Ubuntu has abandoned inittab in favour of their homegrown upstart, not in itself a bad thing. inittab was cryptic, nobody understood it, and everyone who ever edited their inittab did so with fear and trepidation, but kernel boot options should override defaults, not the other way around.

The “sane runlevels” solution presented herein actually works and has been tested, unlike a lot of what I read, and tried, in “help” forums.



I'm assuming that you already know what runlevels are and how to configure them on something that has ordinary inittab behaviour, like RedHat, CentOS or, it seems, any non-Ubuntu distro.
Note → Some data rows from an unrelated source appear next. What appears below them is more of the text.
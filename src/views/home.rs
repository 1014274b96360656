use askama::Template;
use axum::response::Html;

use crate::error::AppError;

#[derive(Template)]
#[template(path = "base/home.html")]
struct HomeTemplate;

/// The static landing page.
pub async fn index() -> Result<Html<String>, AppError> {
    HomeTemplate
        .render()
        .map(Html)
        .map_err(|e| AppError::Internal(format!("Failed to render home page: {e}")))
}

#[cfg(test)]
mod tests {
    use super::*;

    #[tokio::test]
    async fn renders_home_markup() {
        let Html(body) = index().await.unwrap();
        assert!(body.contains("<h1>Home</h1>"));
    }
}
With that assumption, the solution is easy, you just do the following:

  • Replace /etc/event.d/rc-default with my version of rc-default.
  • Edit /boot/grub/menu.lst
  • Run update-grub
  • Install sysv-rc-conf and use it to configure your runlevels.
  • Reboot!

Replace rc-default

Stash a copy of /etc/event.d/rc-default away somewhere and replace it with my version of rc-default.

The Difference

The version presented here scans the kernel command line for a numerical runlevel or "S" after the word init, not just for an instruction to enter single-user mode like the Ubuntu version.

In the Ubuntu shipping version, unfortunately, the presence of an inittab file (only one line of which counts) actually overrides anything on the kernel command-line, which is almost certainly not a good idea.

Edit grub Configuration File

Edit /boot/grub/menu.lst in your favourite editor.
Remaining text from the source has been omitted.